# Does anyone make a CO2 inflator that takes 12g unthreaded cartridges?



## pmf (Feb 23, 2004)

I lost the one I've had for years. Wish I would have bought a couple extras because now no one appears to make one except Serfas (01-AP) and it gets mixed reviews. I can get the 12g cartridges for less than $0.50 and they work fine on a road tire -- 80 lbs -- enough to get home on. The standard seems to be threaded 16g cartridges that cost $3 a pop. That's more than I pay for a tube. 

Any advice appreciated, thanks.


----------



## bradkay (Nov 5, 2013)

Aren't 12g cartridges the same length as 16g ones? In that case, the Genuine Innovations inflators with the plastic cartridge holder should work.


----------



## pmf (Feb 23, 2004)

No, the 16g are longer. 

After more looking, maybe a inflator that takes a non-threaded 16 gram cartridge is the best I can hope for. Looks like I can find them in bulk for around $1 apiece. I kind of worry that my wife will blow up the tube filling a a 700x23 with a 16 gram cartridge. Plus, I'd like one with a housing. Seems like I'd get freezer burn from those little tiny inflators that screw onto threaded cartridges.


----------



## duriel (Oct 10, 2013)

What I do is get the 16g ones, and put a nickle or dime (I forget which now) in the bottom, then when you drop a 12g in, it takes up the req space to hit the needle.


----------



## DaveG (Feb 4, 2004)

pmf said:


> No, the 16g are longer.
> 
> After more looking, maybe a inflator that takes a non-threaded 16 gram cartridge is the best I can hope for. Looks like I can find them in bulk for around $1 apiece. I kind of worry that my wife will blow up the tube filling a a 700x23 with a 16 gram cartridge. Plus, I'd like one with a housing. Seems like I'd get freezer burn from those little tiny inflators that screw onto threaded cartridges.

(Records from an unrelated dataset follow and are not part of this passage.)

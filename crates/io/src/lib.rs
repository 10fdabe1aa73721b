// File I/O operations

pub mod csv;
pub mod error;
pub mod json;

pub use error::{ExportError, LoadError};
pub use json::ColumnSpec;

use std::path::Path;

use gridkit_engine::column::ColumnSet;
use gridkit_engine::value::Row;

/// Load rows from a `.csv` file, or a JSON array for any other extension.
pub fn load_rows_auto(path: &Path, columns: &ColumnSet) -> Result<Vec<Row>, LoadError> {
    let is_csv = path
        .extension()
        .and_then(|e| e.to_str())
        .is_some_and(|e| e.eq_ignore_ascii_case("csv"));
    if is_csv {
        csv::import_rows(path, columns)
    } else {
        json::load_rows(path, columns)
    }
}
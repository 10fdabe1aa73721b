// Error types for grid I/O

use std::path::PathBuf;

use gridkit_engine::error::GridError;

/// CSV export failures
#[derive(Debug, thiserror::Error)]
pub enum ExportError {
    #[error("failed to write CSV: {0}")]
    Csv(#[from] csv::Error),

    #[error("I/O error: {0}")]
    Io(#[from] std::io::Error),

    #[error("CSV output is not valid UTF-8")]
    Utf8(#[from] std::string::FromUtf8Error),
}

/// Failures loading rows or column descriptors
#[derive(Debug, thiserror::Error)]
pub enum LoadError {
    #[error("cannot read '{}': {source}", path.display())]
    Read {
        path: PathBuf,
        #[source]
        source: std::io::Error,
    },

    #[error("invalid JSON: {0}")]
    Json(#[from] serde_json::Error),

    #[error("invalid CSV: {0}")]
    Csv(#[from] csv::Error),

    #[error("row {line}: column '{field}' expects {expected}, got '{value}'")]
    BadCell {
        line: usize,
        field: String,
        expected: &'static str,
        value: String,
    },

    #[error(transparent)]
    Grid(#[from] GridError),
}

impl LoadError {
    pub fn read(path: impl Into<PathBuf>, source: std::io::Error) -> Self {
        Self::Read {
            path: path.into(),
            source,
        }
    }
}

You do have to be a bit more careful with those minimalist inflators to burn getting a cold burn, but holding it with your gloved hand will solve the issue. I used to use the cheaper unthreaded cartridges but the minimalistic threaded type ones take up a lot less space and I don't get enough flats to worry about the higher cost of the cartridges


----------



## Bremerradkurier (May 25, 2012)

duriel said:


> What I do is get the 16g ones, and put a nickle or dime (I forget which now) in the bottom, then when you drop a 12g in, it takes up the req space to hit the needle.


No issues with the smaller neck diameter on 12g cartridges vs. 16g allowing blow by?

https://www.gas-depot.com/product-specifications


----------



## pmf (Feb 23, 2004)

My situation is that I have five bikes. My wife has three. Each bike has a dedicated seat/tool bag because I don't like to hassle swapping tool bags. So I just carry the CO2 inflator in my jersey. Space is not an issue. I'm not trying to cram it into a tool bag. Besides the freezer burn, I think I'd probably lose one of those tiny thread on inflators anyway.


----------



## stogies4life (Apr 25, 2012)

duriel said:


> What I do is get the 16g ones, and put a nickle or dime (I forget which now) in the bottom, then when you drop a 12g in, it takes up the req space to hit the needle.


+1 on this


----------



## Marc (Jan 23, 2005)

pmf said:


> I lost the one I've had for years. Wish I would have bought a couple extras because now no one appears to make one except Serfas (01-AP) and it gets mixed reviews. I can get the 12g cartridges for less than $0.50 and they work fine on a road tire -- 80 lbs -- enough to get home on. The standard seems to be threaded 16g cartridges that cost $3 a pop. That's more than I pay for a tube.
> 
> Any advice appreciated, thanks.


You can get 16g thread carts in bulk off eBay for a buck a cart


----------



## Jay Strongbow (May 8, 2010)

A mini pump would make all these questions/issues moot. Jus' say'n.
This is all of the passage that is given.